Area of concern

A man on Tuesday morning walks past Compass House in the direction of Village Square, the owner of which is calling for the city to help protect his business from residents of the social housing complex.

Just over a year after it opened, a social housing complex in the heart of Penticton has apparently worn out its welcome.

City council at its meeting Tuesday voted unanimously to have its Safety and Security Advisory Committee come up with options for dealing with concerns surrounding Compass House.

Located in the former Super 8 Motel at 1736 Main St., the first 16 units of 40 supportive housing opened in May 2019, while a 30-bed emergency shelter opened in June 2019.

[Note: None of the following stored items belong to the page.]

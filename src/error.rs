//! Error types for fieldtime.
//!
//! Store operations never fail: a missing key, a missing field, or an expired
//! entry is reported through `None`, `false`, or an empty scan. Errors only
//! surface while loading configuration and constructing a store.

use thiserror::Error;

pub type Result<T> = std::result::Result<T, FieldTimeError>;

#[derive(Debug, Error)]
pub enum FieldTimeError {
    /// Configuration failed validation.
    #[error("invalid configuration: {0}")]
    InvalidConfig(String),

    #[error("serialization error: {0}")]
    Serialization(#[from] serde_json::Error),

    #[cfg(feature = "toml")]
    #[error("toml error: {0}")]
    Toml(String),
}
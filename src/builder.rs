//! Store builder for flexible configuration
//!
//! This module provides a builder pattern for creating stores with a
//! validated configuration.

use crate::config::Config;
use crate::error::Result;
use crate::store::RecordStore;
#[cfg(feature = "sync")]
use crate::store::SyncStore;

/// Builder for store configuration.
#[derive(Debug, Clone, Default)]
pub struct StoreBuilder {
    config: Config,
}

impl StoreBuilder {
    /// Create a new builder with default configuration.
    pub fn new() -> Self {
        Self::default()
    }

    /// Replace the whole configuration.
    pub fn config(mut self, config: Config) -> Self {
        self.config = config;
        self
    }

    /// Drop records as soon as their last field is removed.
    pub fn prune_empty_records(mut self, prune: bool) -> Self {
        self.config = self.config.with_prune_empty_records(prune);
        self
    }

    /// Enable history tracking with a fixed per-field capacity. A capacity of
    /// zero makes [`build`](Self::build) return `InvalidConfig`.
    #[cfg(feature = "time-index")]
    pub fn history_capacity(mut self, capacity: usize) -> Self {
        self.config = self.config.with_history_capacity(capacity);
        self
    }

    /// Build the store. Fails if the configuration does not validate.
    pub fn build(self) -> Result<RecordStore> {
        RecordStore::with_config(self.config)
    }

    /// Build a thread-safe store.
    #[cfg(feature = "sync")]
    pub fn build_sync(self) -> Result<SyncStore> {
        SyncStore::with_config(self.config)
    }
}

Immediately north of the site is Village Square, a small strip mall that is now struggling to survive, according to owner Robert Lougheed.

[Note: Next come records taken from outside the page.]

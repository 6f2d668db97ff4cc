use std::io;
use thiserror::Error;

/// Application-wide error type, consolidating all possible errors into a single enum.
#[derive(Debug, Error)]
pub enum AppError {
    /// The configuration document could not be read or parsed.
    /// Recovered at load time by falling back to empty mappings.
    #[error("Config load error: {0}")]
    ConfigLoad(String),

    /// The history document could not be read or parsed.
    /// Recovered at load time by falling back to an empty history.
    #[error("History load error: {0}")]
    HistoryLoad(String),

    /// Any failure while classifying, composing or logging a message.
    #[error("Processing error: {0}")]
    Processing(String),

    /// The inbound request carried no usable message.
    #[error("Missing input: {0}")]
    MissingInput(String),

    /// Represents configuration-related errors (e.g., an unparsable environment variable).
    #[error("Configuration error: {0}")]
    Config(String),

    /// Represents standard input/output errors.
    #[error("I/O error: {0}")]
    Io(#[from] io::Error),
}

impl Clone for AppError {
    fn clone(&self) -> Self {
        match self {
            AppError::ConfigLoad(s) => AppError::ConfigLoad(s.clone()),
            AppError::HistoryLoad(s) => AppError::HistoryLoad(s.clone()),
            AppError::Processing(s) => AppError::Processing(s.clone()),
            AppError::MissingInput(s) => AppError::MissingInput(s.clone()),
            AppError::Config(s) => AppError::Config(s.clone()),
            AppError::Io(e) => AppError::Io(io::Error::new(e.kind(), e.to_string())),
        }
    }
}

impl From<serde_json::Error> for AppError {
    fn from(err: serde_json::Error) -> Self {
        AppError::Processing(format!("JSON error: {}", err))
    }
}

impl AppError {
    /// Wraps any error raised mid-request into a `Processing` error, keeping its message.
    pub fn processing(err: impl std::fmt::Display) -> Self {
        AppError::Processing(err.to_string())
    }

    /// Human-readable message without the variant prefix, used at the HTTP boundary.
    pub fn detail(&self) -> String {
        match self {
            AppError::ConfigLoad(s)
            | AppError::HistoryLoad(s)
            | AppError::Processing(s)
            | AppError::MissingInput(s)
            | AppError::Config(s) => s.clone(),
            AppError::Io(e) => e.to_string(),
        }
    }
}
//! Integration Tests
//!
//! End-to-end runs from an inbound message to the recorded exchange.

use crate::brain::{Category, FixedPicker, GREETING_LINES};
use crate::config::ResponderConfig;
use crate::decoration::strip_decoration;
use crate::error::AppError;
use crate::history::{FixedClock, HistoryLog, InMemoryHistoryStore, JsonFileHistoryStore};
use crate::responder::Responder;
use crate::settings::Settings;
use crate::signature::Signature;
use std::fs;
use std::sync::Arc;
use std::thread;
use tempfile::TempDir;

// ============================================================================
// Test Fixtures
// ============================================================================

const NOW: &str = "2024-03-15 14:30:00";

fn issue_config() -> ResponderConfig {
    serde_json::from_str(
        r#"{
            "categories": { "support_issue": ["issue"] },
            "responses": { "support_issue": ["We're on it."] }
        }"#,
    )
    .unwrap()
}

fn responder_with(config: ResponderConfig, store: InMemoryHistoryStore, slot: usize) -> Responder {
    Responder::new(config, HistoryLog::load(Box::new(store)))
        .with_picker(Box::new(FixedPicker(slot)))
        .with_clock(Box::new(FixedClock(NOW.to_string())))
}

// ============================================================================
// Scenarios
// ============================================================================

#[test]
fn test_greeting_plus_support_issue() {
    let store = InMemoryHistoryStore::new();
    let responder = responder_with(issue_config(), store.clone(), 2);

    let outcome = responder.respond("Hi, I have an issue with my order").unwrap();

    assert_eq!(outcome.categories, vec![Category::SupportIssue]);
    assert_eq!(
        outcome.body,
        format!("{} We're on it. We're actively looking into it.", GREETING_LINES[2])
    );
    assert_eq!(outcome.exchange.category, "support_issue");
    assert_eq!(outcome.exchange.input_message, "Hi, I have an issue with my order");
    assert_eq!(outcome.exchange.timestamp, NOW);
    assert_eq!(store.snapshot(), vec![outcome.exchange]);
}

#[test]
fn test_body_starts_with_some_greeting_when_random() {
    let responder = Responder::new(
        issue_config(),
        HistoryLog::empty(Box::new(InMemoryHistoryStore::new())),
    );

    let outcome = responder.respond("Hi, I have an issue with my order").unwrap();

    let greeting = GREETING_LINES
        .iter()
        .find(|g| outcome.body.starts_with(*g))
        .expect("body should open with a greeting line");
    assert_eq!(
        &outcome.body[greeting.len()..],
        " We're on it. We're actively looking into it."
    );
}

#[test]
fn test_thanks_without_appreciation_keywords_is_general() {
    let responder = responder_with(issue_config(), InMemoryHistoryStore::new(), 0);

    let outcome = responder.respond("thanks so much").unwrap();

    assert_eq!(outcome.categories, vec![Category::General]);
    assert_eq!(
        outcome.body,
        "Thank you for reaching out. We'll get back to you soon."
    );
    assert_eq!(outcome.exchange.category, "general");
}

#[test]
fn test_missing_config_resolves_everything_to_general() {
    let temp_dir = TempDir::new().unwrap();
    let settings = settings_in(&temp_dir);

    let responder = Responder::from_settings(&settings);

    for message in ["I have an issue", "please help", "how much?", "thank you"] {
        let outcome = responder.respond(message).unwrap();
        assert_eq!(outcome.categories, vec![Category::General], "for '{}'", message);
    }
}

#[test]
fn test_corrupt_config_resolves_to_general() {
    let temp_dir = TempDir::new().unwrap();
    let settings = settings_in(&temp_dir);
    fs::write(&settings.config_file, "{{{ not json").unwrap();

    let responder = Responder::from_settings(&settings);

    assert!(responder.config().is_empty());
    assert_eq!(
        responder.respond("issue").unwrap().categories,
        vec![Category::General]
    );
}

#[test]
fn test_response_carries_signature_and_plain_form_is_stored() {
    let store = InMemoryHistoryStore::new();
    let responder = responder_with(issue_config(), store.clone(), 0)
        .with_signature(Signature::new("Ada Lovelace", "ada"));

    let outcome = responder.respond("there is an issue").unwrap();
    let plain = &outcome.response.plain;

    assert!(plain.starts_with(&format!("{}\n\nBest regards,\nAda Lovelace / ada\n", outcome.body)));
    assert!(plain.contains(&format!("_Category: support_issue | Timestamp: {}_", NOW)));
    assert_eq!(strip_decoration(&outcome.response.decorated), *plain);
    assert_eq!(strip_decoration(plain), *plain);
    assert_eq!(store.snapshot()[0].automated_response, *plain);
}

#[test]
fn test_generate_and_log_response_returns_plain_reply() {
    let responder = responder_with(issue_config(), InMemoryHistoryStore::new(), 0);

    let reply = responder.generate_and_log_response("issue again").unwrap();

    assert!(!reply.contains('\x1b'));
    assert!(reply.starts_with("We're on it. We're actively looking into it.\n\nBest regards,"));
    assert_eq!(responder.history().unwrap().len(), 1);
}

#[test]
fn test_failed_persist_yields_no_reply_and_no_history() {
    let responder = responder_with(issue_config(), InMemoryHistoryStore::failing(), 0);

    let result = responder.generate_and_log_response("an issue");

    assert!(matches!(result, Err(AppError::Processing(_))));
    assert!(responder.history().unwrap().is_empty());
}

#[test]
fn test_history_survives_restart() {
    let temp_dir = TempDir::new().unwrap();
    let settings = settings_in(&temp_dir);
    fs::write(
        &settings.config_file,
        serde_json::to_string(&issue_config()).unwrap(),
    )
    .unwrap();

    let first = Responder::from_settings(&settings);
    first.generate_and_log_response("issue one").unwrap();
    first.generate_and_log_response("issue two").unwrap();
    let before = first.history().unwrap();
    drop(first);

    let second = Responder::from_settings(&settings);
    assert_eq!(second.history().unwrap(), before);

    second.generate_and_log_response("issue three").unwrap();
    let after = JsonFileHistoryStore::new(&settings.history_file);
    let records = crate::history::HistoryStore::load(&after).unwrap();
    assert_eq!(records.len(), 3);
    assert_eq!(records[2].input_message, "issue three");
}

#[test]
fn test_concurrent_requests_lose_no_updates() {
    let temp_dir = TempDir::new().unwrap();
    let path = temp_dir.path().join("message_history.json");
    let responder = Arc::new(Responder::new(
        issue_config(),
        HistoryLog::load(Box::new(JsonFileHistoryStore::new(&path))),
    ));

    let handles: Vec<_> = (0..8)
        .map(|i| {
            let responder = Arc::clone(&responder);
            thread::spawn(move || {
                for j in 0..5 {
                    responder
                        .generate_and_log_response(&format!("issue {}-{}", i, j))
                        .unwrap();
                }
            })
        })
        .collect();
    for handle in handles {
        handle.join().unwrap();
    }

    let on_disk = crate::history::HistoryStore::load(&JsonFileHistoryStore::new(&path)).unwrap();
    assert_eq!(on_disk.len(), 40);
    assert_eq!(responder.history().unwrap(), on_disk);
}

fn settings_in(temp_dir: &TempDir) -> Settings {
    let paths = crate::fs_manager::PortablePathManager::new(temp_dir.path().join("data"));
    paths.init().unwrap();
    Settings {
        config_file: paths.config_file(),
        history_file: paths.history_file(),
        paths,
        signature: Signature::default(),
        host: "127.0.0.1".to_string(),
        port: 0,
    }
}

“Our tenants, their employees, our staff have complained regularly about the residents next door and their presence near our shops and businesses,” Lougheed wrote in a letter to council.

“On the business leasing side of this situation, we have lost three long-term tenants and when we try showing our available empty space we are inevitably confronted with the neighbours constantly visiting and hanging out by our mailbox in groups for doing drugs.”

Lougheed closed with a request for the city to give its bylaws extra teeth to deal with such nuisances.

Mayor John Vassilaki said Lougheed isn’t alone in his concerns and it’s time for action.

“We can’t continue to have those folks in that area destroy private property, and it’s costing the neighbourhood many tens of thousands of dollar to repair the damage being done by the folks who live in that facility,” said Vassilaki.

“We do have the power to do something about it through our ticketing process or pulling back their licence for operating in that space. Something has to be done, otherwise it will continue to get worse and worse as time goes by.”

Coun. Katie Robinson noted the facility operator, the Penticton and District Society for Community Living, committed in advance to being a good neighbour and “clearly that’s not being done.”

“As councillors, we went into these programs clearly seeing the need for housing. However, if it’s going to start causing problems to neighbouring businesses and taxpayers, I have a problem with that,” said Robinson.

PDSCL executive director Tony Laing did not immediately respond to a request for comment Tuesday afternoon.

Council sat with just six members Tuesday, as Jake Kimberley continues recovering from a stroke that left him hospitalized last week.